視線だけアリアに向けると、彼女は苦笑いしており、これがいつものやりとりのように見える。俺の視線に気がついたアリアが仕方なさそうに小さく息を吐くと、シャルとレンの間に手を入れて振り始めた。
「レン! 久しぶりっ! 元気にしてた!?」
「ああ、アリア。久しぶりだね。元気だとも。君は……とても元気そうだね」
同じ勇者一行にも関わらず、シャルに比べて簡素な答えをレンは返す。
「レンもお姉ちゃん離れしないとダメだよ!」
「そんなにべったりはしてませんよ。僕はいつも姉さんと過ごしたいだけだ」
いや、かなりシスコンっぷりだったぞ。何でもないように言うけど、言葉選びに若干引いたからな。
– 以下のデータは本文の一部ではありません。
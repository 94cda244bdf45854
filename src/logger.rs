//! Access log side channel. Fire-and-forget: callers never depend on a result.
//!
//! Emits on the `access` tracing target so deployments can route it to its own
//! appender, separate from error/exception events.

pub fn log_access(message: &str) {
    tracing::info!(target: "access", "{message}");
}

pub fn log_exception(message: &str) {
    tracing::error!(target: "exception", "{message}");
}
/// Order status is stored capitalized ("Pending", "Shipped", ...).
fn sanitize_order(params: &mut ParamMap) {
    for (key, value) in params.iter_mut() {
        if key != "status" {
            continue;
        }
        if let BindValue::Text(s) = value {
            *value = BindValue::Text(capitalize(s.trim()));
        }
    }
}

fn capitalize(s: &str) -> String {
    let mut chars = s.chars();
    match chars.next() {
        Some(first) => first.to_uppercase().collect::<String>() + &chars.as_str().to_lowercase(),
        None => String::new(),
    }
}

#[cfg(test)]
mod tests {
    use super::*;
    use serde_json::json;

    #[test]
    fn minor_unit_conversion() {
        assert_eq!(minor_units(19.99), 1999);
        assert_eq!(minor_units(10.999), 1099);
        assert_eq!(minor_units(5.0), 500);
        assert_eq!(minor_units(0.01), 1);
    }

    #[test]
    fn store_slug_derives_from_name() {
        let mut content = Record::new();
        content.insert("name".to_string(), json!("Ada's Corner Store"));
        prepare_store(&mut content);
        assert_eq!(content["slug"], json!("ada-s-corner-store"));
    }

    #[test]
    fn explicit_slug_is_kept() {
        let mut content = Record::new();
        content.insert("name".to_string(), json!("Ada's Corner Store"));
        content.insert("slug".to_string(), json!("adas"));
        prepare_store(&mut content);
        assert_eq!(content["slug"], json!("adas"));
    }

    #[test]
    fn order_prepare_fills_expected_arrival_once() {
        let mut content = Record::new();
        prepare_order(&mut content);
        let first = content["expectedArrival"].clone();
        assert_eq!(first.as_str().unwrap().len(), 19);
        prepare_order(&mut content);
        assert_eq!(content["expectedArrival"], first);
    }

    #[test]
    fn status_capitalization() {
        assert_eq!(capitalize("shipped"), "Shipped");
        assert_eq!(capitalize("SHIPPED"), "Shipped");
        assert_eq!(capitalize(""), "");
    }

    #[test]
    fn every_updatable_column_is_declared() {
        for spec in builtin_specs() {
            for col in &spec.config.updatable {
                assert!(
                    spec.config.column(col).is_some(),
                    "{}: {col}",
                    spec.config.path
                );
            }
            for col in &spec.config.insertable {
                assert!(
                    spec.config.column(col).is_some(),
                    "{}: {col}",
                    spec.config.path
                );
            }
        }
    }
}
「レン。そんなに一緒に過ごさなくても、あなたならきっと、もっといい時間を過ごすことができます」
シャルはそう言って諭すが、レンは首を振る。
「姉さんといるときが一番いい時間なんだ」
どえらいシスコンじゃねぇかよ。
「間に入って悪いが、シャルにも自分の時間が必要じゃねぇのか?」
俺がそう言って話に加わると、レンに思いっきり睨まれる。
「なんだ、この醜男は。姉さんを知ったような話し方するな。姉さんが光のような存在だからって、虫けらのように近づいてくるんじゃない」
「あんたの罵声が今までで一番酷いわっ! シャルにすらそんな罵声を浴びせられたことないっ!」
今まで生きてきて経験したことのない拒絶のされ方をしている。
「レン。彼は醜男かもしれませんが、私の友人……いや、知人? ……顔見知りです」
「これとばかりに醜男でいじめてくるな! それと顔見知り程度の関係で納得するなら味方してくんな!」
くっ、真顔で言っているあたり、わざとでもわざとではないように取り繕っていやがる。横目で見ると、アリアが口を押さえて笑っている。
「ともかく、彼を愚弄するのは許しません」
「そう言って愚弄してくるのはあんただけどな」
「ちょっとうるさいです。黙っててください」
「ひゃい」
シャルに睨まれる。俺に意見するような権利はなかった。
「この男を馬鹿にするのはやめる。だから、帰ってきてくれ、姉さん」
レンはシャルの意見を聞き入れる代わりと言わんばかりに家へ帰ってくることをお願いする。
「それは嫌です」
そう言ったシャルは席を立ち上がり、とさくさと歩いてギルドから出て行ってしまった。
妙な姉弟ゲンカに出くわしてしまった。そもそも俺はシャルが家出した理由を聞いていない。だから、この姉弟ゲンカに加わり、誰かを援護することはできない。
「おい、ユウリ」
そう思っていると、いつの間にか後ろに立っていたオリバーに話しかけられる。
「なんだよ、オリバー」
「お前、シャルの護衛が任務だろ? ほれ、どっか行ったんだから着いて行けよ」
「……その依頼、完全に忘れてたわ」
「ああん?」
「ひゃい。すぐに追いかけます」
オリバーに睨まれて、俺は席を立つとギルドから出て行く。